Here’s the deal. We do need to work together today! And what I tell my students, both upfront in every class in which I require a group project and later, individually when students inevitably report “minor” issues in dealing with their group members, is simply this: We should learn from every group experience that we have - both in college and really, in every situation in which we find ourselves in (social, sports, family, etc.) collaborating as a team of any kind. And yes, we will have great group and team experiences, mediocre ones, and yes, baaaaaaaaaaad ones.

In the course of a college career today, an undergraduate takes approximately 40 courses. Group work will likely be used in a majority of them in some form or fashion(for things like in-class assignments, discussions, etc.), and in roughly a quarter of these courses - 10 or so, give or take - one will have a group project that will count for a substantial portion of the course grade. And so one of the most valuable things that you learn in the course of 4, 5, 6 years of a college career today is how to work better with others from your group experiences, and you learn from both the great groups you are in and the ones that are not so great. Many times in fact, what you learn from the latter are far, far more important and valuable - even if they don’t seem so at the time - than the former, better experiences!

The truth of the matter is that in the world of work today, you will work with people you like and invariably, with some folks that you may not even want to be around - even virtually. You will work with individuals who are very similar to you on any number of demographic and psychographic variables, but you are likely to also work increasingly with people who are nothing like you. One of the principal “things'' then that you take away from a college education today is not a tangible skill, but a very important, often amorphous skill. This is being able first to be a good team member, and at the next level, being able to lead - formally or informally - a group of often diverse individuals to do good, productive work that leads to a successful outcome, whatever that may be!
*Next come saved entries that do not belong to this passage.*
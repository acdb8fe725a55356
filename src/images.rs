//! Image CDN URLs: `{base}/{size}{path}`, with local placeholders when the
//! backend has no path for an image.

pub const POSTER_PLACEHOLDER: &str = "/vibrant-cityscape-night.png";
pub const BACKDROP_PLACEHOLDER: &str = "/vibrant-cityscape.png";
pub const STILL_PLACEHOLDER: &str = "/bustling-city-street.png";

#[derive(Debug, Clone, Copy, PartialEq, Eq)]
pub enum ImageSize {
    W92,
    W300,
    W342,
    W500,
    Original,
}

impl ImageSize {
    pub fn as_str(&self) -> &'static str {
        match self {
            ImageSize::W92 => "w92",
            ImageSize::W300 => "w300",
            ImageSize::W342 => "w342",
            ImageSize::W500 => "w500",
            ImageSize::Original => "original",
        }
    }
}

#[derive(Debug, Clone)]
pub struct ImageUrls {
    base: String,
}

impl ImageUrls {
    pub fn new(base: impl Into<String>) -> Self {
        let base = base.into();
        Self {
            base: base.trim_end_matches('/').to_string(),
        }
    }

    pub fn poster(&self, path: Option<&str>, size: ImageSize) -> String {
        self.resolve(path, size, POSTER_PLACEHOLDER)
    }

    pub fn backdrop(&self, path: Option<&str>, size: ImageSize) -> String {
        self.resolve(path, size, BACKDROP_PLACEHOLDER)
    }

    pub fn still(&self, path: Option<&str>, size: ImageSize) -> String {
        self.resolve(path, size, STILL_PLACEHOLDER)
    }

    fn resolve(&self, path: Option<&str>, size: ImageSize, placeholder: &str) -> String {
        match path.filter(|p| !p.is_empty()) {
            Some(p) => format!("{}/{}{}", self.base, size.as_str(), p),
            None => placeholder.to_string(),
        }
    }
}

#[cfg(test)]
mod tests {
    use super::*;

    #[test]
    fn joins_base_size_and_path() {
        let images = ImageUrls::new("https://image.tmdb.org/t/p/");
        assert_eq!(
            images.poster(Some("/abc.jpg"), ImageSize::W342),
            "https://image.tmdb.org/t/p/w342/abc.jpg"
        );
        assert_eq!(
            images.backdrop(Some("/bd.jpg"), ImageSize::Original),
            "https://image.tmdb.org/t/p/original/bd.jpg"
        );
    }

    #[test]
    fn missing_paths_use_placeholders() {
        let images = ImageUrls::new("https://cdn.example");
        assert_eq!(images.poster(None, ImageSize::W500), POSTER_PLACEHOLDER);
        assert_eq!(images.backdrop(Some(""), ImageSize::Original), BACKDROP_PLACEHOLDER);
        assert_eq!(images.still(None, ImageSize::W300), STILL_PLACEHOLDER);
    }
}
And so that is why I like to tell my students, both in class discussions on groups and teams in general and in one-on-one (or 2 or 3 as the case may well be) when their group indeed goes South, for whatever the reason(s) may be, a simple truth. This is the fact that we should approach every group work experience - in college and indeed beyond - as a profound learning experience. And yes, you can - and should - learn just as much, if not far more, from a mediocre - or bad - group experience as a great one! And no matter how unpleasant, stressful, and even contentious they may be, the best learning experiences about how to be a good leader - and a good teammate - do in fact come from the worst groups in which we might find ourselves!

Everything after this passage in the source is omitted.